Transcript
I was able to see that my anxiety
is higher when I'm not on my medication.
I'm more snappish with people, I'm intolerant of
just people's humanity and making mistakes
and things like that, I don't have patience with that,
and I don't have patience with my own mistakes.
I would get so angry with myself.
Any time I did something that didn't turn out right
I would want to just smash things.
I went through a period where I wanted to drink,
but I couldn't drink because I have my kids.
I couldn't smoke because I didn't want my kids to see me
smoking because that's bad.
I needed something to cope with what I was dealing with,
and I didn't have anything.
So I was eating a lot of junk food, I was driving my car
too fast, I was trying to find all these ways to deal with
the knots inside of me and the big empty spaces inside of me.
And eventually, when I stayed on the medication
and I was consistent with it, and it took probably six months
of consistently, every day taking my medication,
I realized that it's not as bad, it's not as hard.

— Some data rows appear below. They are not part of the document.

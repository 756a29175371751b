//! Date field with a calendar popup.

use std::fmt;
use std::sync::{Arc, Mutex, PoisonError};

use chrono::{Datelike, Local, NaiveDate, Weekday};

use super::{Bean, BeanState, DateCodec, Disposable, FieldOptions, Lifecycle, TextFieldBean};
use crate::error::BeanError;
use crate::model::{DateModel, ListenerId, WeakModel};
use crate::text::TextResource;
use crate::widgets::{Button, Panel, TextField, Widget};

/// Rows of the day grid.
pub const GRID_ROWS: usize = 6;
/// Columns of the day grid, one per weekday.
pub const GRID_COLUMNS: usize = 7;

fn days_in_month(year: i32, month: u32) -> u32 {
    let (next_year, next_month) = if month == 12 {
        (year + 1, 1)
    } else {
        (year, month + 1)
    };
    NaiveDate::from_ymd_opt(next_year, next_month, 1)
        .and_then(|first| first.pred_opt())
        .map(|last| last.day())
        .unwrap_or(31)
}

#[derive(Debug)]
struct CalendarState {
    year: i32,
    /// 1 to 12
    month: u32,
    /// Day highlighted in the grid, always valid for the month
    day: u32,
    open: bool,
}

impl CalendarState {
    fn clamp_day(&mut self) {
        self.day = self.day.min(days_in_month(self.year, self.month));
    }

    fn show(&mut self, year: i32, month: u32) {
        if NaiveDate::from_ymd_opt(year, month, 1).is_none() {
            log::trace!("Calendar cannot show {}-{:02}", year, month);
            return;
        }
        self.year = year;
        self.month = month;
        self.clamp_day();
    }
}

/// A month view for picking a date.
///
/// Opens on the model's date, or on today when the model is empty. The
/// chosen date is only written to the model by [`CalendarView::confirm`].
#[derive(Clone)]
pub struct CalendarView {
    model: DateModel,
    first_day: Weekday,
    initials: Vec<String>,
    state: Arc<Mutex<CalendarState>>,
}

impl CalendarView {
    /// Open a calendar for `model`, falling back to `today`.
    pub fn new(model: DateModel, resource: &dyn TextResource, today: NaiveDate) -> Self {
        let start = model.get().unwrap_or(today);
        let first_day = resource.first_day_of_week();
        let mut initials = Vec::with_capacity(GRID_COLUMNS);
        let mut weekday = first_day;
        for _ in 0..GRID_COLUMNS {
            let id = format!("calendar.{}", weekday.to_string().to_lowercase());
            initials.push(resource.string(&id));
            weekday = weekday.succ();
        }
        Self {
            model,
            first_day,
            initials,
            state: Arc::new(Mutex::new(CalendarState {
                year: start.year(),
                month: start.month(),
                day: start.day(),
                open: true,
            })),
        }
    }

    fn with_state<R>(&self, f: impl FnOnce(&mut CalendarState) -> R) -> R {
        let mut state = self.state.lock().unwrap_or_else(PoisonError::into_inner);
        f(&mut state)
    }

    pub fn year(&self) -> i32 {
        self.with_state(|state| state.year)
    }

    /// Shown month, 1 to 12.
    pub fn month(&self) -> u32 {
        self.with_state(|state| state.month)
    }

    /// Highlighted day of the shown month.
    pub fn current_day(&self) -> u32 {
        self.with_state(|state| state.day)
    }

    /// Title such as `March 2024`.
    pub fn title(&self) -> String {
        self.with_state(|state| {
            NaiveDate::from_ymd_opt(state.year, state.month, 1)
                .map(|first| first.format("%B %Y").to_string())
                .unwrap_or_default()
        })
    }

    /// Show another month of the same year. Months outside 1 to 12 are
    /// ignored.
    pub fn set_month(&self, month: u32) {
        if !(1..=12).contains(&month) {
            return;
        }
        self.with_state(|state| {
            state.month = month;
            state.clamp_day();
        });
    }

    /// Show the same month in another year.
    pub fn set_year(&self, year: i32) {
        if NaiveDate::from_ymd_opt(year, 1, 1).is_none() {
            return;
        }
        self.with_state(|state| {
            state.year = year;
            state.clamp_day();
        });
    }

    /// Show the following month. Does nothing past the last representable
    /// month.
    pub fn next_month(&self) {
        self.with_state(|state| {
            let (year, month) = if state.month == 12 {
                (state.year + 1, 1)
            } else {
                (state.year, state.month + 1)
            };
            state.show(year, month);
        });
    }

    /// Show the preceding month. Does nothing before the first
    /// representable month.
    pub fn previous_month(&self) {
        self.with_state(|state| {
            let (year, month) = if state.month == 1 {
                (state.year - 1, 12)
            } else {
                (state.year, state.month - 1)
            };
            state.show(year, month);
        });
    }

    /// Highlight a day. Returns false for a day the month does not have.
    pub fn select_day(&self, day: u32) -> bool {
        self.with_state(|state| {
            if day == 0 || day > days_in_month(state.year, state.month) {
                return false;
            }
            state.day = day;
            true
        })
    }

    /// Weekday initials in column order.
    pub fn weekday_initials(&self) -> &[String] {
        &self.initials
    }

    /// Day numbers of the shown month laid out by week. Cells before the
    /// first and after the last day are `None`.
    pub fn grid(&self) -> [[Option<u32>; GRID_COLUMNS]; GRID_ROWS] {
        let (year, month) = self.with_state(|state| (state.year, state.month));
        let mut grid = [[None; GRID_COLUMNS]; GRID_ROWS];
        let Some(first) = NaiveDate::from_ymd_opt(year, month, 1) else {
            return grid;
        };
        let offset = (first.weekday().num_days_from_monday() + 7
            - self.first_day.num_days_from_monday())
            % 7;
        for day in 1..=days_in_month(year, month) {
            let cell = (offset + day - 1) as usize;
            grid[cell / GRID_COLUMNS][cell % GRID_COLUMNS] = Some(day);
        }
        grid
    }

    /// The highlighted date.
    pub fn selected_date(&self) -> Option<NaiveDate> {
        self.with_state(|state| NaiveDate::from_ymd_opt(state.year, state.month, state.day))
    }

    pub fn is_open(&self) -> bool {
        self.with_state(|state| state.open)
    }

    /// Write the highlighted date to the model and close. Without a valid
    /// highlighted date nothing happens.
    pub fn confirm(&self) {
        if !self.is_open() {
            return;
        }
        let Some(date) = self.selected_date() else {
            log::warn!("Calendar has no valid date to confirm");
            return;
        };
        log::debug!("Calendar confirmed {}", date);
        self.model.set(Some(date));
        self.with_state(|state| state.open = false);
    }

    /// Close without touching the model.
    pub fn cancel(&self) {
        self.with_state(|state| state.open = false);
    }
}

impl fmt::Debug for CalendarView {
    fn fmt(&self, f: &mut fmt::Formatter<'_>) -> fmt::Result {
        let state = self.state.lock().unwrap_or_else(PoisonError::into_inner);
        f.debug_struct("CalendarView")
            .field("year", &state.year)
            .field("month", &state.month)
            .field("day", &state.day)
            .field("open", &state.open)
            .finish()
    }
}

type CalendarSlot = Arc<Mutex<Option<CalendarView>>>;

/// A date text field plus a button that opens a [`CalendarView`].
pub struct DateSelectionBean {
    text: TextFieldBean<Option<NaiveDate>, DateCodec>,
    button: Button,
    panel: Panel,
    resource: Arc<dyn TextResource>,
    calendar: CalendarSlot,
    lifecycle: Lifecycle,
    model_listener: Option<ListenerId>,
    button_callback: Option<ListenerId>,
}

impl DateSelectionBean {
    pub fn new(model: DateModel, resource: Arc<dyn TextResource>, options: FieldOptions) -> Self {
        let text = TextFieldBean::with_options(model, DateCodec::new(Arc::clone(&resource)), options);
        let button = Button::new(resource.string("gen.calendar"));
        let panel = Panel::row([text.widget(), Widget::Button(button.clone())]);
        Self {
            lifecycle: Lifecycle::new(format!("date field {}", text.field().id())),
            text,
            button,
            panel,
            resource,
            calendar: Arc::new(Mutex::new(None)),
            model_listener: None,
            button_callback: None,
        }
    }

    pub fn field(&self) -> &TextField {
        self.text.field()
    }

    pub fn calendar_button(&self) -> &Button {
        &self.button
    }

    pub fn model(&self) -> &DateModel {
        self.text.model()
    }

    /// Open the calendar popup, replacing one that is already open.
    pub fn open_calendar(&self) -> CalendarView {
        open_calendar(self.text.model(), self.resource.as_ref(), &self.calendar)
    }

    /// The popup, while it is open.
    pub fn calendar(&self) -> Option<CalendarView> {
        self.calendar
            .lock()
            .unwrap_or_else(PoisonError::into_inner)
            .clone()
            .filter(CalendarView::is_open)
    }
}

fn open_calendar(model: &DateModel, resource: &dyn TextResource, slot: &CalendarSlot) -> CalendarView {
    let view = CalendarView::new(model.clone(), resource, Local::now().date_naive());
    *slot.lock().unwrap_or_else(PoisonError::into_inner) = Some(view.clone());
    view
}

impl Bean for DateSelectionBean {
    fn init_bean(&mut self) -> Result<(), BeanError> {
        self.lifecycle.activate()?;
        if let Err(err) = self.text.init_bean() {
            self.lifecycle.rollback();
            return Err(err);
        }

        let button = self.button.clone();
        button.set_enabled(self.text.model().is_enabled());
        self.model_listener = Some(
            self.text
                .model()
                .add_listener(move |model| button.set_enabled(model.is_enabled())),
        );

        let model: WeakModel<_> = self.text.model().downgrade();
        let resource = Arc::clone(&self.resource);
        let slot = Arc::clone(&self.calendar);
        self.button_callback = Some(self.button.on_click(move |_| {
            if let Some(model) = model.upgrade() {
                open_calendar(&model, resource.as_ref(), &slot);
            }
        }));
        Ok(())
    }

    fn widget(&self) -> Widget {
        Widget::Panel(self.panel.clone())
    }

    fn state(&self) -> BeanState {
        self.lifecycle.state()
    }
}

impl Disposable for DateSelectionBean {
    fn close(&mut self) {
        if !self.lifecycle.close() {
            return;
        }
        if let Some(view) = self.calendar() {
            view.cancel();
        }
        if let Some(id) = self.model_listener.take() {
            self.text.model().remove_listener(id);
        }
        if let Some(id) = self.button_callback.take() {
            self.button.remove_on_click(id);
        }
        self.text.close();
    }
}

impl fmt::Debug for DateSelectionBean {
    fn fmt(&self, f: &mut fmt::Formatter<'_>) -> fmt::Result {
        f.debug_struct("DateSelectionBean")
            .field("text", &self.text)
            .field("state", &self.lifecycle.state())
            .finish()
    }
}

Getting up in the morning and getting out of bed
is doable again.
Just brushing my teeth and taking a shower are things
that are totally manageable, and there was a while there
where I didn't want to, I just didn't care enough
about myself or about anything to even want to get out of bed,
and the medication helps me do that.
And it doesn't keep me from being sad, it doesn't keep me
from being angry, it doesn't keep me from
having my emotions and being who I am,
but it helps me to do those things, it gives me
the control back that the PTSD took away from me.